As a policy, the PNR shall be administered with the view of serving the interests of the public
by providing maximum service yet ensuring economy in operation with the service rendered
at minimum passenger and freight prices possible. Pursuant to its existing Charter, the
PNR’s term of existence is for fifty years expiring in year 2014.

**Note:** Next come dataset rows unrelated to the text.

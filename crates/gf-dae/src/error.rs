use gf_core::ParamError;
use thiserror::Error;

pub type DaeResult<T> = Result<T, DaeError>;

#[derive(Error, Debug)]
pub enum DaeError {
    /// Consistent initial conditions could not be computed. This is the
    /// one initialization failure users hit routinely, so the message
    /// names the model and the reason.
    #[error("cannot initialize {model}: {reason}")]
    Init { model: String, reason: String },

    #[error("structural mismatch: {what}")]
    Structure { what: String },

    #[error(transparent)]
    Param(#[from] ParamError),
}

impl DaeError {
    pub fn init(model: impl Into<String>, reason: impl Into<String>) -> Self {
        Self::Init {
            model: model.into(),
            reason: reason.into(),
        }
    }

    pub fn structure(what: impl Into<String>) -> Self {
        Self::Structure { what: what.into() }
    }
}

#[cfg(test)]
mod tests {
    use super::*;

    #[test]
    fn init_failures_name_the_model() {
        let err = DaeError::init("gov1", "washout requires zero desired output");
        let msg = format!("{err}");
        assert!(msg.contains("cannot initialize"));
        assert!(msg.contains("gov1"));
    }
}
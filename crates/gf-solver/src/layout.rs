//! Global system layout: sizing, offset assignment, state allocation.

use gf_core::Real;
use gf_dae::{DynamicModel, OffsetBase, SolverMode, StateData, StateSizes};
use tracing::debug;

use crate::error::{SolverError, SolverResult};

/// Owns the global state vectors for one solver mode and keeps them in
/// step with a model tree.
///
/// Building a layout walks the tree once: structure initialization if it
/// has not happened, size loading for the mode, offset assignment from a
/// zero cursor, then a `guess_state` pull into freshly allocated vectors.
/// After a structural change (`StateCountChange`) the layout is stale and
/// must be rebuilt.
pub struct SystemLayout {
    mode: SolverMode,
    sizes: StateSizes,
    pub state: Vec<Real>,
    pub dstate_dt: Vec<Real>,
}

impl SystemLayout {
    pub fn build(
        model: &mut dyn DynamicModel,
        time: Real,
        mode: SolverMode,
    ) -> SolverResult<Self> {
        if !model.offsets().sizes_loaded(SolverMode::local()) {
            model.initialize_structure()?;
        }
        model.load_sizes(mode);
        let sizes = model.offsets().total(mode);

        let mut expected = OffsetBase::for_system(&sizes);
        let consumed = model.set_offsets(OffsetBase::for_system(&sizes), mode);
        expected.advance(&sizes);
        if consumed != expected {
            return Err(SolverError::layout(format!(
                "model '{}' claimed offsets through {:?} but reported sizes ending at {:?}",
                model.name(),
                consumed,
                expected
            )));
        }

        let n = sizes.total();
        debug!(
            model = model.name(),
            mode = mode.index,
            states = n,
            roots = sizes.roots(),
            "system layout built"
        );
        let mut layout = Self {
            mode,
            sizes,
            state: vec![0.0; n],
            dstate_dt: vec![0.0; n],
        };
        layout.pull(model, time);
        Ok(layout)
    }

    pub fn mode(&self) -> SolverMode {
        self.mode
    }

    pub fn sizes(&self) -> &StateSizes {
        &self.sizes
    }

    pub fn state_count(&self) -> usize {
        self.sizes.total()
    }

    pub fn root_count(&self) -> usize {
        self.sizes.roots()
    }

    /// Refresh the vectors from the model's local caches.
    pub fn pull(&mut self, model: &dyn DynamicModel, time: Real) {
        model.guess_state(time, &mut self.state, &mut self.dstate_dt, self.mode);
    }

    /// Push solver-approved values back into the model.
    pub fn push(&self, model: &mut dyn DynamicModel, time: Real) {
        model.set_state(time, &self.state, &self.dstate_dt, self.mode);
    }

    /// Borrow the vectors as a solver guess at `time` with weight `cj`.
    pub fn state_data(&self, time: Real, cj: Real) -> StateData<'_> {
        StateData::new(time, &self.state, &self.dstate_dt, cj)
    }
}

The policies and programs of the PNR are synchronized and coordinated with the
Department of Transportation and Communication (DOTC). The corporate powers of the
agency are vested in and exercised by its Board of Directors composed of the Chairman,
Vice Chairman, and 7 members. Pursuant to Executive Order No. 366 and its Implementing
Rules and Regulations and Memorandum Order No. 190, s. 2005, the Rationalization Plan of
the PNR was approved in May 2008. Aside from the Offices of the General Manager and the
Assistant General Manager, PNR management in the Organization Structure of the PNR as
rationalized in 2008 is comprised of 4 departments and 18 division offices. Also among the
highlights in the rationalization is the reduction in regular workforce as a result of
outsourcing/contracting out. The authorized number of positions was reduced then from
3,064 to 199. Actual manpower complement as of December 31, 2012 consists of a total of
204 permanent employees and 1,375 job order employees.
B.
Financial Profile (In thousand pesos)
Comparative Financial Position
Assets
Liabilities
Equity/Capital Deficiency
2012
2011
Increase/(Decrease)
%
53,102,554
25,956,031
27,146,522
13,621,810
25,607,009
(11,985,199)
39,480,744
349,023
39,131,721
289.8
1.4
326.5
Comparative Results of Operations
Total revenue
Total expenses
Total other income (expenses)
Subsidy from National Government
Net income (loss)
2012
2011
Increase/(Decrease)
%
397,641
1,143,950
567,572
128,653
(50,083)
354,243
1,049,993
(52,170)
779,995
32,075
43,398
93,957
619,742
(651,342)
(82,158)
12.3
8.9
1,187.9
83.5
256.1
C.
Scope of Audit
The audit covered the transactions and accounts of PNR for CY 2012. The audit involved
performing procedures to obtain audit evidence to determine the fairness of presentation of
the financial statements and the propriety of the financial transactions in accordance with the
Philippine Standards of Auditing, applicable laws, rules and regulations.
D.
Independent Auditor’s Opinion
As stated in the Independent Auditor’s Report presented in Part I of this Report, the Auditor
rendered an adverse opinion on the fairness of presentation of the financial statements of the
PNR as of December 31, 2012 for reasons stated therein.
E.
Significant Audit Observations and Recommendations
Hereunder is a summary of the significant audit observations, with details presented in Part
II.A of this Report:
1. The Land account carried an appraised value of P40.05 billion determined by
PNR Management based on BIR zonal valuation as of December 31, 2012, and
not on fair market value determined by an independent appraiser or reputable
expert, as required in COA Resolution No. 89-17.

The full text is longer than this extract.